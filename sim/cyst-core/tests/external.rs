//! Work and control arriving from outside the run loop.

mod common;

use common::*;
use cyst_core::{
    message::{RequestSpec, StatusOrigin, StatusValue},
    store::MemoryDataStore,
    EnvironmentConfig, EnvironmentState, ScriptedActor,
};

#[tokio::test]
async fn request_from_another_task() -> anyhow::Result<()> {
    let mut env = two_subnets(EnvironmentConfig::default())?;
    open_firewall(&mut env)?;
    env.init()?;

    let sender = env.external();
    let queued = tokio::spawn(async move {
        let spec = RequestSpec::new(ip("10.0.1.2"), "ssh", echo());
        sender.send_request(ATTACKER, SCANNER, spec, 2)
    })
    .await?;
    assert!(queued);

    assert_eq!(env.run(), (true, EnvironmentState::Finished));
    let response = last_response(&env).expect("a response");
    assert_eq!(
        response.status(),
        Some(status(StatusOrigin::Service, StatusValue::Success))
    );
    assert_eq!(env.current_time(), 5);
    Ok(())
}

#[tokio::test]
async fn wake_up_from_another_task() -> anyhow::Result<()> {
    let mut env = two_subnets(EnvironmentConfig::default())?;
    open_firewall(&mut env)?;
    env.init()?;
    env.run();

    // the scanner sends what it has queued when it wakes up
    env.active_service_mut::<ScriptedActor>(ATTACKER, SCANNER)
        .expect("scanner is installed")
        .queue(RequestSpec::new(ip("10.0.1.3"), "ssh", echo()));
    let sender = env.external();
    tokio::spawn(async move { sender.wake(ATTACKER, SCANNER, "tick", 10) }).await?;

    assert_eq!(env.run(), (true, EnvironmentState::Finished));
    let scanner = env
        .active_service::<ScriptedActor>(ATTACKER, SCANNER)
        .expect("scanner is installed");
    assert_eq!(scanner.timeouts(), ["tick"]);
    assert_eq!(scanner.responses().len(), 1);
    assert_eq!(env.current_time(), 13);
    Ok(())
}

#[tokio::test]
async fn state_changes_are_published() -> anyhow::Result<()> {
    let mut env = two_subnets(EnvironmentConfig::default())?;
    let mut handle = env.control();
    let watcher = tokio::spawn(async move {
        let mut seen = Vec::new();
        while let Some(state) = handle.changed().await {
            seen.push(state);
            if state == EnvironmentState::Finished {
                break;
            }
        }
        seen
    });

    env.init()?;
    env.run();
    let seen = watcher.await?;
    assert_eq!(seen.last(), Some(&EnvironmentState::Finished));
    Ok(())
}

#[test]
fn senders_outliving_the_environment() -> anyhow::Result<()> {
    let env = two_subnets(EnvironmentConfig::default())?;
    let sender = env.external();
    let handle = env.control();
    drop(env);

    let spec = RequestSpec::new(ip("10.0.1.2"), "ssh", echo());
    assert!(!sender.send_request(ATTACKER, SCANNER, spec, 0));
    assert_eq!(handle.state(), EnvironmentState::Init);
    Ok(())
}

#[test]
fn commit_writes_new_records_once() -> anyhow::Result<()> {
    let mut env = two_subnets(EnvironmentConfig::default().with_run_id("commit"))?;
    open_firewall(&mut env)?;
    send(&mut env, RequestSpec::new(ip("10.0.1.2"), "ssh", echo()))?;
    run(&mut env)?;

    let mut store = MemoryDataStore::new();
    env.commit(&mut store)?;
    env.commit(&mut store)?;

    assert_eq!(store.messages().len(), 2);
    let statistics = store.statistics().last().expect("statistics were written");
    assert_eq!(statistics.run_id, "commit");
    assert_eq!(statistics.end_time_virtual, 3);
    assert_eq!(statistics.messages, 2);
    Ok(())
}
//! The core of a cyber range: a discrete-event simulator of services that
//! exchange requests and responses over a modeled network.
//!
//! Active services (attackers, defenders, shells) send requests. Requests
//! travel hop by hop through hosts and routers, obey routing tables and
//! firewalls, may tunnel through pre-established sessions, and are answered
//! by the targeted service. Passive services answer through behavioral
//! models, after the access policy has been consulted.
//!
//! # Organization
//! - [`ip`] and [`topology`] describe the network: addresses, nodes,
//!   routers, connections
//! - [`Message`] and [`session`] describe what travels through it
//! - [`access`] decides who may do what
//! - [`Environment`] owns all of the above and runs the event loop
//! - [`behavior`] and [`service`] plug behavior into the simulation
//! - [`store`] receives what happened

mod logging;

pub mod ip;

pub mod topology;
pub use topology::{Network, Node};

pub mod message;
pub use message::Message;

pub mod session;
pub use session::{Session, SessionId};

pub mod access;

pub mod environment;
pub use environment::{Environment, EnvironmentConfig, EnvironmentState};

pub mod service;
pub use service::{ActiveService, ScriptedActor};

pub mod behavior;

pub mod store;

mod id;
pub use id::{Counter, MessageId};
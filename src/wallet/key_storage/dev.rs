use anyhow::Result;
use async_trait::async_trait;
use secrecy::SecretString;
use tracing::warn;

use super::KeyStorage;
use crate::constants::wallet::DEV_FUNDER_PRIVATE_KEY;

/// Hands out the pre-funded key of the local dev chain for every network
#[derive(Debug, Clone, Default)]
pub struct DevKeyStorage;

impl DevKeyStorage {
    pub fn new() -> Self {
        Self
    }
}

#[async_trait]
impl KeyStorage for DevKeyStorage {
    async fn get_key(&self, network: &str) -> Result<SecretString> {
        warn!(
            "Using the public dev funder key for network '{}'. Only point this at a local test node.",
            network
        );
        Ok(SecretString::from(DEV_FUNDER_PRIVATE_KEY.to_string()))
    }
}
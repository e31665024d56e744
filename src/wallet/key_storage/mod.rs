use anyhow::Result;
use async_trait::async_trait;
use secrecy::SecretString;

pub mod dev;
pub mod env;

pub use dev::DevKeyStorage;
pub use env::EnvVarStorage;

use crate::config::models::KeyStorageConfig;

#[async_trait]
pub trait KeyStorage: Send + Sync {
    async fn get_key(&self, network: &str) -> Result<SecretString>;
}

/// Create the key storage selected by the configuration
pub fn create_key_storage(config: &KeyStorageConfig) -> Result<Box<dyn KeyStorage>> {
    match config.storage_type.as_str() {
        "dev" => Ok(Box::new(DevKeyStorage::new())),
        "env" => Ok(Box::new(EnvVarStorage::new())),
        other => Err(anyhow::anyhow!("Unknown key storage type: {}", other)),
    }
}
★ ★ ★ ★ ★
## Problem requirements
The answer must be every line of the data that contains the word "control".

## Exercise answer
//! Work and control arriving from outside the run loop.
    let mut handle = env.control();
    let handle = env.control();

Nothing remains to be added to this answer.